The WHO definition of colorectal adenocarcinoma should be used: “an invasion of neoplastic cells through the muscularis mucosae into the submucosa” (VI - A).
Adenocarcinomas should be reported according to the TNM classification. The version of TNM
to be used should be decided nationally and should be stated e.g. pT1 pN0 pMX (Version 5) or
pT4 pN2 pM1 (Version 7). These can be further abbreviated to pT1N0MX (v5) or to pT4N2M1
(v7) (VI - B).
The WHO classification of adenomas into tubular, tubulo-villous and villous should be used
(VI - A).
Due to the increased risk of colorectal cancer associated with flat and/or depressed lesions they should be reported as non-polypoid lesions (III), and further classified by the Paris classification
(V - B).
Sub-staging of T1 cancers should be performed to determine the risk of residual disease. Consideration should be given to the appropriate method, which may vary depending on the morphology of the lesion (Kikuchi/Haggitt or measurement). For non-polypoid lesions the Kikuchi stage and for pedunculated lesions Haggitt are currently recommended (VI - C). High-risk features for residual disease such as lack of margin clearance (≤1 mm), poor differentiation and lymphatic and vascular invasion should be reported (V - B).

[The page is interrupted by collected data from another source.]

//! CLI argument definitions using clap.
//!
//! ## Commands
//!
//! - `extract`: Replace hard-coded text in HAML templates with key references
//! - `init`: Initialize hamlkey configuration file

use std::path::PathBuf;

use clap::{Args, CommandFactory, Parser, Subcommand};

use crate::store::OutputMode;

#[derive(Debug, Parser)]
#[command(author, version, about, long_about = None)]
pub struct Arguments {
    #[command(subcommand)]
    pub command: Option<Command>,
}

impl Arguments {
    /// Check if a command was provided, otherwise print help and return None.
    pub fn with_command_or_help(self) -> Option<Self> {
        if self.command.is_none() {
            Self::command().print_help().ok();
            None
        } else {
            Some(self)
        }
    }

    pub fn verbose(&self) -> bool {
        match &self.command {
            Some(Command::Extract(cmd)) => cmd.verbose,
            Some(Command::Init) | None => false,
        }
    }
}

#[derive(Debug, Args)]
pub struct ExtractCommand {
    /// Template file or directory of templates
    pub path: PathBuf,

    /// Confirm every replacement
    #[arg(short, long)]
    pub interactive: bool,

    /// Where rewritten templates go (overrides config file)
    #[arg(long, value_enum)]
    pub output_mode: Option<OutputMode>,

    /// Locale the extracted texts belong to (overrides config file)
    #[arg(long)]
    pub locale: Option<String>,

    /// Catalog JSON file (overrides config file)
    #[arg(long, env = "HAMLKEY_CATALOG")]
    pub catalog: Option<PathBuf>,

    /// Root the view scopes are derived from (overrides config file)
    #[arg(long)]
    pub views_root: Option<PathBuf>,

    /// Enable verbose output
    #[arg(short, long)]
    pub verbose: bool,
}

#[derive(Debug, Subcommand)]
pub enum Command {
    /// Replace hard-coded text in HAML templates with translation keys
    Extract(ExtractCommand),
    /// Initialize a new .hamlkeyrc.json configuration file
    Init,
}
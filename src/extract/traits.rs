//! Collaborator traits for the line processor.
//!
//! The processor never talks to a terminal or a file directly: decisions come
//! from a [`Prompter`] and tagged lines go to an [`ExclusionSink`].

use std::{
    io,
    path::{Path, PathBuf},
};

use super::resolver::Decision;

/// Source of decisions for proposed replacements.
pub trait Prompter {
    /// Decide what to do with `original` given the proposed `replacement`.
    /// Blocks until a decision is available.
    fn ask(&mut self, original: &str, replacement: &str) -> Decision;

    /// Called once when the rest of a document is copied through unchanged.
    fn moving_to_next_file(&mut self) {}
}

/// Non-interactive prompter: every proposal is accepted.
#[derive(Debug, Clone, Copy, Default)]
pub struct AutoAccept;

impl Prompter for AutoAccept {
    fn ask(&mut self, _original: &str, _replacement: &str) -> Decision {
        Decision::Replace
    }
}

/// Receives lines the user chose to leave as-is for good.
pub trait ExclusionSink {
    fn record(&mut self, path: &Path, line_no: usize) -> io::Result<()>;
}

impl ExclusionSink for Vec<(PathBuf, usize)> {
    fn record(&mut self, path: &Path, line_no: usize) -> io::Result<()> {
        self.push((path.to_path_buf(), line_no));
        Ok(())
    }
}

The multidisciplinary team should be consulted on whether or not surgical resection of pT1 adenocarcinoma is recommended; if surgical resection is recommended, consideration should be given to obtaining an opinion from a second histopathologist as variation exists in evaluating high-risk features (VI - A).”
Adaptation of the revised Vienna classification1 for colorectal cancer screening {2} 1. NO NEOPLASIA:2 Vienna Category 1 (Negative for neoplasia) 2. MUCOSAL LOW GRADE NEOPLASIA: Vienna Category 3 (Mucosal low-grade neoplasia, Low-grade adenoma, Low-grade dysplasia); Other common terminology mild and moderate dysplasia; WHO: low-grade intra-epithelial neoplasia 3. MUCOSAL HIGH GRADE NEOPLASIA: Vienna: Category 4.1–4.4 (Mucosal high grade neoplasia, High-grade adenoma/dysplasia, Non-invasive carcinoma (carcinoma in situ), Suspicious for invasive carcinoma, Intramucosal carcinoma); Other common terminology severe dysplasia; high-grade intraepithelial neoplasia; WHO: high-grade intraepithelial neoplasia TNM: pTis 4. CARCINOMA invading the submucosa or beyond: 4a. Carcinoma confined to submucosa Vienna: Category 5 (Submucosal invasion by carcinoma); TNM: pT1 4b. Carcinoma beyond submucosa TNM: pT2-T4 1 For revised Vienna classification see Dixon (2002), for WHO classification see WHO (2000), for TNM see (TNM classification of malignant tumours, 5th edition 1997; TNM Classification of malignant tumours, 6th edition 2002; TNM Classification of Malignant Tumours, 7th edition 2009). 2 Category 2 of the Vienna Classification (indefinite) is not recommended for screening.